// src/api.rs
//! # hdrwin Public API
//!
//! The stable surface of the library: the snapshot capability every
//! instrument exposes, plus re-exports of the builders and instruments.
//!
//! ## Core Concepts
//!
//! - **SnapshotSource**: anything that can summarize what it accumulated
//! - **Reset policies**: on-snapshot, periodic (tumbling window) or never
//! - **Top trackers**: the K slowest operations with their descriptions
//!
//! ## Quick Start
//!
//! ```rust
//! use hdrwin::api::{HdrBuilder, SnapshotSource};
//! use std::time::Duration;
//!
//! # fn example() -> Result<(), hdrwin::api::ConfigError> {
//! let timer = HdrBuilder::new()
//!     .reset_periodically(Duration::from_secs(60))
//!     .with_snapshot_cache_ttl(Duration::from_secs(5))
//!     .build_timer()?;
//!
//! timer.update(Duration::from_millis(12));
//! let snapshot = timer.snapshot();
//! assert_eq!(snapshot.count(), 1);
//! # Ok(())
//! # }
//! ```

/// Read side of every instrument.
///
/// Safe to call repeatedly and concurrently with writers.
pub trait SnapshotSource: Send + Sync {
    /// Histogram-backed sources return a shared [`Snapshot`], counters a plain
    /// integer, top trackers their ordered positions.
    type Summary: Clone + Send + Sync;

    fn snapshot(&self) -> Self::Summary;
}

/// Configuration values and errors
pub use crate::config::{ConfigError, HistogramConfig, OverflowResolver, ResetPolicy, TopConfig};

/// Time sources
pub use crate::clock::{Clock, MockClock, SystemClock};

/// Histogram-backed instruments
pub use crate::metrics::{Histogram, HdrBuilder, Reservoir, Snapshot, Timer, TimerContext};

/// Windowed additive counter
pub use crate::counter::WindowCounter;

/// Snapshot caching decorator usable over any source
pub use crate::snapshot_cache::{CacheStats, CachingSnapshotSource};

/// Top trackers
pub use crate::top::{ConcurrentTop, Position, PositionSink, TopBuffer, TopBuilder, WindowedTop};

====================

### Activity
Copy every line of the data that carries the word "crate".

### Your solution
pub use crate::config::{ConfigError, HistogramConfig, OverflowResolver, ResetPolicy, TopConfig};
pub use crate::clock::{Clock, MockClock, SystemClock};
pub use crate::metrics::{Histogram, HdrBuilder, Reservoir, Snapshot, Timer, TimerContext};
pub use crate::counter::WindowCounter;
pub use crate::snapshot_cache::{CacheStats, CachingSnapshotSource};
pub use crate::top::{ConcurrentTop, Position, PositionSink, TopBuffer, TopBuilder, WindowedTop};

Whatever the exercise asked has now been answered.